Restate the material verbatim, every line included.

■ Data ■
▼▼▼
/// Correlates and evaluates every forecast, ordered by priority rank.
fn decide_forecasts(intel: &VulnIntel, forecasts: &[PredictionSummary]) -> Vec<ResponseDecision> {
    let engine = DecisionEngine::new(intel);
    let contexts = engine.analyze_correlations(forecasts);
    let mut decisions: Vec<ResponseDecision> = forecasts
        .iter()
        .filter_map(|forecast| {
            contexts.get(&forecast.session_id).map(|ctx| engine.evaluate(forecast, ctx))
        })
        .collect();
    decisions.sort_by(|left, right| {
        right
            .priority_rank
            .cmp(&left.priority_rank)
            .then_with(|| left.session_id.cmp(&right.session_id))
    });
    decisions
}

// ============================================================================
// SECTION: Governance Commands
// ============================================================================

/// Dispatches a governance subcommand.
fn run_govern(config: &ThreatPathConfig, command: &GovernCommand) -> Result<(), CliError> {
    let store_config = SqliteStoreConfig::new(&config.governance.store_path);
    let store = SqliteGovernanceStore::new(&store_config)
        .map_err(|err| CliError::Governance(err.to_string()))?;
    let now = now_timestamp();

    match command {
        GovernCommand::Init => {
            let engine = LearningEngine::new(store);
            let configuration = engine.active_or_genesis(now)?;
            emit(&format!("active trust configuration: {}", configuration.version_id))
        }
        GovernCommand::Status(status) => {
            let engine = LearningEngine::new(store);
            let snapshot = engine.governance_status(now)?;
            if !snapshot.ledger_integrity {
                warn!("trust ledger verification failed; chain is tampered");
            }
            match &status.output {
                Some(path) => {
                    write_artifact(path, &snapshot)?;
                    emit(&format!("governance status written to {}", path.display()))
                }
                None => {
                    let rendered = serde_json::to_string_pretty(&snapshot)
                        .map_err(|err| CliError::Input(err.to_string()))?;
                    emit(&rendered)
                }
            }
        }
        GovernCommand::Ingest(ingest) => {
            let report: ExecutionReport = read_artifact(&ingest.report)?;
            let ledger = TrustLedger::new(store);
            if !ledger.verify_integrity()? {
                return Err(CliError::Governance(
                    "trust ledger verification failed; writes blocked until resolved".to_string(),
                ));
            }
            let report_id = report
                .report_id
                .clone()
                .or_else(|| report.script_filename.clone())
                .unwrap_or_else(|| "unknown".to_string());
            ledger.log_event(
                "INGEST_REPORT",
                serde_json::json!({"report_id": report_id}),
                "CliUser",
                now,
            )?;
            let engine = LearningEngine::new(ledger.into_store());
            let outcome = engine.process_execution_feedback(&report, now)?;
            emit(&format!(
                "trust model updated: {} ({})",
                outcome.configuration.version_id, outcome.narrative
            ))
        }
        GovernCommand::Verify => {
            let ledger = TrustLedger::new(store);
            if ledger.verify_integrity()? {
                emit("ledger integrity: VERIFIED")
            } else {
                Err(CliError::Governance("ledger integrity: TAMPERED".to_string()))
            }
        }
    }
}

// ============================================================================
// SECTION: Helpers
// ============================================================================

/// Opens the shared intel cache, degrading to an empty catalog on failure.
fn open_intel(config: &ThreatPathConfig) -> VulnIntel {
    let mut catalog_config = SqliteCatalogConfig::new(&config.catalog.path);
    catalog_config.busy_timeout_ms = config.catalog.busy_timeout_ms;
    let catalog: Arc<dyn VulnCatalog + Send + Sync> =
        match SqliteVulnCatalog::open(&catalog_config) {
            Ok(catalog) => Arc::new(catalog),
            Err(err) => {
                warn!(error = %err, "catalog unavailable; lookups degrade to zero records");
                Arc::new(InMemoryVulnCatalog::new())
            }
        };
    VulnIntel::new(catalog)
}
▲▲▲
■ Answer box ■
/// Correlates and evaluates every forecast, ordered by priority rank.
fn decide_forecasts(intel: &VulnIntel, forecasts: &[PredictionSummary]) -> Vec<ResponseDecision> {
    let engine = DecisionEngine::new(intel);
    let contexts = engine.analyze_correlations(forecasts);
    let mut decisions: Vec<ResponseDecision> = forecasts
        .iter()
        .filter_map(|forecast| {
            contexts.get(&forecast.session_id).map(|ctx| engine.evaluate(forecast, ctx))
        })
        .collect();
    decisions.sort_by(|left, right| {
        right
            .priority_rank
            .cmp(&left.priority_rank)
            .then_with(|| left.session_id.cmp(&right.session_id))
    });
    decisions
}

// ============================================================================
// SECTION: Governance Commands
// ============================================================================

/// Dispatches a governance subcommand.
fn run_govern(config: &ThreatPathConfig, command: &GovernCommand) -> Result<(), CliError> {
    let store_config = SqliteStoreConfig::new(&config.governance.store_path);
    let store = SqliteGovernanceStore::new(&store_config)
        .map_err(|err| CliError::Governance(err.to_string()))?;
    let now = now_timestamp();

    match command {
        GovernCommand::Init => {
            let engine = LearningEngine::new(store);
            let configuration = engine.active_or_genesis(now)?;
            emit(&format!("active trust configuration: {}", configuration.version_id))
        }
        GovernCommand::Status(status) => {
            let engine = LearningEngine::new(store);
            let snapshot = engine.governance_status(now)?;
            if !snapshot.ledger_integrity {
                warn!("trust ledger verification failed; chain is tampered");
            }
            match &status.output {
                Some(path) => {
                    write_artifact(path, &snapshot)?;
                    emit(&format!("governance status written to {}", path.display()))
                }
                None => {
                    let rendered = serde_json::to_string_pretty(&snapshot)
                        .map_err(|err| CliError::Input(err.to_string()))?;
                    emit(&rendered)
                }
            }
        }
        GovernCommand::Ingest(ingest) => {
            let report: ExecutionReport = read_artifact(&ingest.report)?;
            let ledger = TrustLedger::new(store);
            if !ledger.verify_integrity()? {
                return Err(CliError::Governance(
                    "trust ledger verification failed; writes blocked until resolved".to_string(),
                ));
            }
            let report_id = report
                .report_id
                .clone()
                .or_else(|| report.script_filename.clone())
                .unwrap_or_else(|| "unknown".to_string());
            ledger.log_event(
                "INGEST_REPORT",
                serde_json::json!({"report_id": report_id}),
                "CliUser",
                now,
            )?;
            let engine = LearningEngine::new(ledger.into_store());
            let outcome = engine.process_execution_feedback(&report, now)?;
            emit(&format!(
                "trust model updated: {} ({})",
                outcome.configuration.version_id, outcome.narrative
            ))
        }
        GovernCommand::Verify => {
            let ledger = TrustLedger::new(store);
            if ledger.verify_integrity()? {
                emit("ledger integrity: VERIFIED")
            } else {
                Err(CliError::Governance("ledger integrity: TAMPERED".to_string()))
            }
        }
    }
}

// ============================================================================
// SECTION: Helpers
// ============================================================================

/// Opens the shared intel cache, degrading to an empty catalog on failure.
fn open_intel(config: &ThreatPathConfig) -> VulnIntel {
    let mut catalog_config = SqliteCatalogConfig::new(&config.catalog.path);
    catalog_config.busy_timeout_ms = config.catalog.busy_timeout_ms;
    let catalog: Arc<dyn VulnCatalog + Send + Sync> =
        match SqliteVulnCatalog::open(&catalog_config) {
            Ok(catalog) => Arc::new(catalog),
            Err(err) => {
                warn!(error = %err, "catalog unavailable; lookups degrade to zero records");
                Arc::new(InMemoryVulnCatalog::new())
            }
        };
    VulnIntel::new(catalog)
}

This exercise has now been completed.